• Directions
For each entry below, output it exactly as it stands.

• Material shown

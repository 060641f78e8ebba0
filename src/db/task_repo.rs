use rusqlite::{params, Connection};

use crate::error::{EngineError, Result};
use crate::models::{ConstraintType, Task};

const TASK_COLUMNS: &str = "id, project_id, name, planned_start, planned_end, duration_minutes,
    actual_start, actual_end, percent_complete, is_milestone, constraint_type, constraint_date,
    budgeted_cost, actual_cost";

/// Insert or replace a task row. Task ids are scoped to their project, so
/// the same id may live in several projects. Re-inserting clears any soft
/// delete.
pub fn upsert_task(conn: &Connection, task: &Task) -> Result<()> {
    task.validate()?;
    let changed = conn.execute(
        "INSERT INTO tasks (id, project_id, name, planned_start, planned_end, duration_minutes,
                            actual_start, actual_end, percent_complete, is_milestone,
                            constraint_type, constraint_date, budgeted_cost, actual_cost)
         VALUES (?1, ?2, ?3, ?4, ?5, ?6, ?7, ?8, ?9, ?10, ?11, ?12, ?13, ?14)
         ON CONFLICT(project_id, id) DO UPDATE SET
            name = excluded.name,
            planned_start = excluded.planned_start,
            planned_end = excluded.planned_end,
            duration_minutes = excluded.duration_minutes,
            actual_start = excluded.actual_start,
            actual_end = excluded.actual_end,
            percent_complete = excluded.percent_complete,
            is_milestone = excluded.is_milestone,
            constraint_type = excluded.constraint_type,
            constraint_date = excluded.constraint_date,
            budgeted_cost = excluded.budgeted_cost,
            actual_cost = excluded.actual_cost,
            deleted_at = NULL,
            updated_at = datetime('now')",
        params![
            task.id,
            task.project_id,
            task.name,
            task.planned_start,
            task.planned_end,
            task.duration_minutes,
            task.actual_start,
            task.actual_end,
            task.percent_complete,
            task.is_milestone,
            task.constraint_type.as_str(),
            task.constraint_date,
            task.budgeted_cost,
            task.actual_cost,
        ],
    )?;
    if changed == 0 {
        return Err(EngineError::ScopeMismatch {
            entity: "task",
            id: task.id.clone(),
            project_id: task.project_id.clone(),
        });
    }
    Ok(())
}

pub fn get_task(conn: &Connection, project_id: &str, task_id: &str) -> Result<Task> {
    conn.query_row(
        &format!(
            "SELECT {TASK_COLUMNS} FROM tasks
             WHERE id = ?1 AND project_id = ?2 AND deleted_at IS NULL"
        ),
        params![task_id, project_id],
        row_to_task,
    )
    .map_err(|e| match e {
        rusqlite::Error::QueryReturnedNoRows => EngineError::TaskNotFound(task_id.to_string()),
        _ => EngineError::from(e),
    })
}

/// Live tasks of a project, ordered by id.
pub fn list_tasks(conn: &Connection, project_id: &str) -> Result<Vec<Task>> {
    let mut stmt = conn.prepare(&format!(
        "SELECT {TASK_COLUMNS} FROM tasks
         WHERE project_id = ?1 AND deleted_at IS NULL
         ORDER BY id ASC"
    ))?;
    let tasks = stmt
        .query_map(params![project_id], row_to_task)?
        .collect::<std::result::Result<Vec<_>, _>>()?;
    Ok(tasks)
}

/// Soft delete. Dependency rows stay behind so a later recompute reports
/// them as dangling instead of silently dropping them.
pub fn delete_task(conn: &Connection, project_id: &str, task_id: &str) -> Result<()> {
    let changed = conn.execute(
        "UPDATE tasks SET deleted_at = datetime('now'), updated_at = datetime('now')
         WHERE id = ?1 AND project_id = ?2 AND deleted_at IS NULL",
        params![task_id, project_id],
    )?;
    if changed == 0 {
        return Err(EngineError::TaskNotFound(task_id.to_string()));
    }
    Ok(())
}

pub fn update_progress(
    conn: &Connection,
    project_id: &str,
    task_id: &str,
    percent_complete: u8,
    actual_cost: i64,
) -> Result<()> {
    if percent_complete > 100 {
        return Err(EngineError::validation("percent_complete must be within 0..=100"));
    }
    let changed = conn.execute(
        "UPDATE tasks SET percent_complete = ?1, actual_cost = ?2, updated_at = datetime('now')
         WHERE id = ?3 AND project_id = ?4 AND deleted_at IS NULL",
        params![percent_complete, actual_cost, task_id, project_id],
    )?;
    if changed == 0 {
        return Err(EngineError::TaskNotFound(task_id.to_string()));
    }
    Ok(())
}

fn row_to_task(row: &rusqlite::Row) -> rusqlite::Result<Task> {
    Ok(Task {
        id: row.get(0)?,
        project_id: row.get(1)?,
        name: row.get(2)?,
        planned_start: row.get(3)?,
        planned_end: row.get(4)?,
        duration_minutes: row.get(5)?,
        actual_start: row.get(6)?,
        actual_end: row.get(7)?,
        percent_complete: row.get(8)?,
        is_milestone: row.get(9)?,
        constraint_type: ConstraintType::from_str(&row.get::<_, String>(10)?).unwrap_or_default(),
        constraint_date: row.get(11)?,
        budgeted_cost: row.get(12)?,
        actual_cost: row.get(13)?,
    })
}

• Your solution
repository 060641f78e8ebba0
filename src/db/task_repo.rs
use rusqlite::{params, Connection};

use crate::error::{EngineError, Result};
use crate::models::{ConstraintType, Task};

const TASK_COLUMNS: &str = "id, project_id, name, planned_start, planned_end, duration_minutes,
    actual_start, actual_end, percent_complete, is_milestone, constraint_type, constraint_date,
    budgeted_cost, actual_cost";

/// Insert or replace a task row. Task ids are scoped to their project, so
/// the same id may live in several projects. Re-inserting clears any soft
/// delete.
pub fn upsert_task(conn: &Connection, task: &Task) -> Result<()> {
    task.validate()?;
    let changed = conn.execute(
        "INSERT INTO tasks (id, project_id, name, planned_start, planned_end, duration_minutes,
                            actual_start, actual_end, percent_complete, is_milestone,
                            constraint_type, constraint_date, budgeted_cost, actual_cost)
         VALUES (?1, ?2, ?3, ?4, ?5, ?6, ?7, ?8, ?9, ?10, ?11, ?12, ?13, ?14)
         ON CONFLICT(project_id, id) DO UPDATE SET
            name = excluded.name,
            planned_start = excluded.planned_start,
            planned_end = excluded.planned_end,
            duration_minutes = excluded.duration_minutes,
            actual_start = excluded.actual_start,
            actual_end = excluded.actual_end,
            percent_complete = excluded.percent_complete,
            is_milestone = excluded.is_milestone,
            constraint_type = excluded.constraint_type,
            constraint_date = excluded.constraint_date,
            budgeted_cost = excluded.budgeted_cost,
            actual_cost = excluded.actual_cost,
            deleted_at = NULL,
            updated_at = datetime('now')",
        params![
            task.id,
            task.project_id,
            task.name,
            task.planned_start,
            task.planned_end,
            task.duration_minutes,
            task.actual_start,
            task.actual_end,
            task.percent_complete,
            task.is_milestone,
            task.constraint_type.as_str(),
            task.constraint_date,
            task.budgeted_cost,
            task.actual_cost,
        ],
    )?;
    if changed == 0 {
        return Err(EngineError::ScopeMismatch {
            entity: "task",
            id: task.id.clone(),
            project_id: task.project_id.clone(),
        });
    }
    Ok(())
}

pub fn get_task(conn: &Connection, project_id: &str, task_id: &str) -> Result<Task> {
    conn.query_row(
        &format!(
            "SELECT {TASK_COLUMNS} FROM tasks
             WHERE id = ?1 AND project_id = ?2 AND deleted_at IS NULL"
        ),
        params![task_id, project_id],
        row_to_task,
    )
    .map_err(|e| match e {
        rusqlite::Error::QueryReturnedNoRows => EngineError::TaskNotFound(task_id.to_string()),
        _ => EngineError::from(e),
    })
}

/// Live tasks of a project, ordered by id.
pub fn list_tasks(conn: &Connection, project_id: &str) -> Result<Vec<Task>> {
    let mut stmt = conn.prepare(&format!(
        "SELECT {TASK_COLUMNS} FROM tasks
         WHERE project_id = ?1 AND deleted_at IS NULL
         ORDER BY id ASC"
    ))?;
    let tasks = stmt
        .query_map(params![project_id], row_to_task)?
        .collect::<std::result::Result<Vec<_>, _>>()?;
    Ok(tasks)
}

/// Soft delete. Dependency rows stay behind so a later recompute reports
/// them as dangling instead of silently dropping them.
pub fn delete_task(conn: &Connection, project_id: &str, task_id: &str) -> Result<()> {
    let changed = conn.execute(
        "UPDATE tasks SET deleted_at = datetime('now'), updated_at = datetime('now')
         WHERE id = ?1 AND project_id = ?2 AND deleted_at IS NULL",
        params![task_id, project_id],
    )?;
    if changed == 0 {
        return Err(EngineError::TaskNotFound(task_id.to_string()));
    }
    Ok(())
}

pub fn update_progress(
    conn: &Connection,
    project_id: &str,
    task_id: &str,
    percent_complete: u8,
    actual_cost: i64,
) -> Result<()> {
    if percent_complete > 100 {
        return Err(EngineError::validation("percent_complete must be within 0..=100"));
    }
    let changed = conn.execute(
        "UPDATE tasks SET percent_complete = ?1, actual_cost = ?2, updated_at = datetime('now')
         WHERE id = ?3 AND project_id = ?4 AND deleted_at IS NULL",
        params![percent_complete, actual_cost, task_id, project_id],
    )?;
    if changed == 0 {
        return Err(EngineError::TaskNotFound(task_id.to_string()));
    }
    Ok(())
}

fn row_to_task(row: &rusqlite::Row) -> rusqlite::Result<Task> {
    Ok(Task {
        id: row.get(0)?,
        project_id: row.get(1)?,
        name: row.get(2)?,
        planned_start: row.get(3)?,
        planned_end: row.get(4)?,
        duration_minutes: row.get(5)?,
        actual_start: row.get(6)?,
        actual_end: row.get(7)?,
        percent_complete: row.get(8)?,
        is_milestone: row.get(9)?,
        constraint_type: ConstraintType::from_str(&row.get::<_, String>(10)?).unwrap_or_default(),
        constraint_date: row.get(11)?,
        budgeted_cost: row.get(12)?,
        actual_cost: row.get(13)?,
    })
}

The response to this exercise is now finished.